The marine factor 3,5-dihydroxy-4-methoxybenzyl alcohol suppresses growth, migration and invasion and stimulates death of metastatic human prostate cancer cells: targeting diverse signaling processes

前列腺癌 癌症研究 癌细胞 蛋白激酶B PI3K/AKT/mTOR通路 MAPK/ERK通路 程序性细胞死亡 细胞生长 癌症 生物 细胞凋亡 转移 信号转导 细胞生物学 化学 医学 内科学 生物化学
作者
Masayoshi Yamaguchi,Kenji Yosiike,Hideaki Watanabe,Mamoru Watanabe
出处
期刊:Anti-Cancer Drugs [Ovid Technologies (Wolters Kluwer)]
卷期号:33 (5): 424-436 被引量:5
标识
DOI:10.1097/cad.0000000000001306
摘要

Prostate cancer is metastatic cancer and is the second leading cause of cancer-related death in men. It is needed to develop more effective treatment for metastatic prostate cancer. The present study investigates whether the novel factor 3,5-dihydroxy-4-methoxybenzyl alcohol (DHMBA), which was isolated from marine oyster, suppresses the activity of metastatic human prostate cancer PC-3 or DU-145 cells. Culture of DHMBA (1 or 10 µM) suppressed colony formation and growth of PC-3 or DU-145 cells in vitro . Suppressive effects of DHMBA on cell proliferation were not occurred by culturing with intracellular signaling inhibitors. Mechanistically, DHMBA (10 µM) reduced the levels of key proteins linked to promotion of cell growth, including Ras, PI3K, Akt, MAPK, and mTOR in PC-3 cells. Interestingly, DHMBA increased the levels of cancer suppressor p53, p21, Rb, and regucalcin. Moreover, culture of DHMBA simulated the death of PC-3 and DU-145 cells. This effect was implicated to caspase-3 activation in cells. Interestingly, the effects of DHMBA on cell proliferation and death were blocked by culturing with an inhibitor of aryl hydrocarbon receptor linked to transcriptional regulation.
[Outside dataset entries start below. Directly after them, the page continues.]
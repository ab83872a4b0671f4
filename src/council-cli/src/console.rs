//! Terminal rendering of council events.

use colored::{ColoredString, Colorize};
use council_core::{CouncilCallback, CouncilEvent, PersonaId};

pub const RULE_WIDTH: usize = 70;

/// Create a callback that prints council events to the console.
pub fn console_callback() -> CouncilCallback {
    Box::new(move |event| match event {
        CouncilEvent::ActivatePersona(persona) => {
            println!("{} {}", "▶".bright_cyan(), persona_label(persona).bold());
        }
        CouncilEvent::AppendCaption { persona, text } => {
            if persona == PersonaId::User {
                println!("{} {}", "▷".dimmed(), "You".dimmed());
            }
            for line in textwrap(&text, RULE_WIDTH - 4).lines() {
                println!("  {}", line);
            }
        }
        CouncilEvent::Progress { index, total } => {
            println!("  {}", format!("[{}/{}]", index + 1, total).dimmed());
            println!();
        }
        CouncilEvent::ClearHighlight => {}
        CouncilEvent::SessionFinished => {
            println!("{}", "─".repeat(RULE_WIDTH).dimmed());
        }
        CouncilEvent::Error(message) => {
            eprintln!("{} {}", "Agent error:".red().bold(), message);
        }
    })
}

pub fn persona_label(persona: PersonaId) -> ColoredString {
    let label = persona.label();
    match persona {
        PersonaId::Intuition => label.bright_magenta(),
        PersonaId::Reason => label.bright_blue(),
        PersonaId::Fear => label.bright_red(),
        PersonaId::Facts => label.bright_white(),
        PersonaId::Heart => label.red(),
        PersonaId::Caution => label.yellow(),
        PersonaId::Optimist => label.bright_yellow(),
        PersonaId::Creator => label.bright_green(),
        PersonaId::Guide => label.cyan(),
        PersonaId::User => label.dimmed(),
    }
}

pub fn banner(title: &str) {
    println!();
    println!("{}", "═".repeat(RULE_WIDTH).bright_blue());
    println!("{}", format!("  {}", title).bright_blue().bold());
    println!("{}", "═".repeat(RULE_WIDTH).bright_blue());
    println!();
}

/// Greedy word wrap.
pub fn textwrap(text: &str, width: usize) -> String {
    let mut result = String::new();
    let mut line_len = 0;

    for word in text.split_whitespace() {
        let word_len = word.chars().count();
        if line_len > 0 && line_len + word_len + 1 > width {
            result.push('\n');
            line_len = 0;
        }
        if line_len > 0 {
            result.push(' ');
            line_len += 1;
        }
        result.push_str(word);
        line_len += word_len;
    }

    result
}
Furthermore, culture of DHMBA inhibited production of reactive oxygen species in PC-3 or DU-145 cells. Of note, DHMBA blocked migration and invasion by diminishing their related protein levels, including NF-κB 65, caveolin-1 and integrin β1. The novel marine factor DHMBA was demonstrated to suppress metastatic prostate cancer cells via targeting diverse signaling pathways. This study may provide a new strategy for prostate cancer therapy with DHMBA.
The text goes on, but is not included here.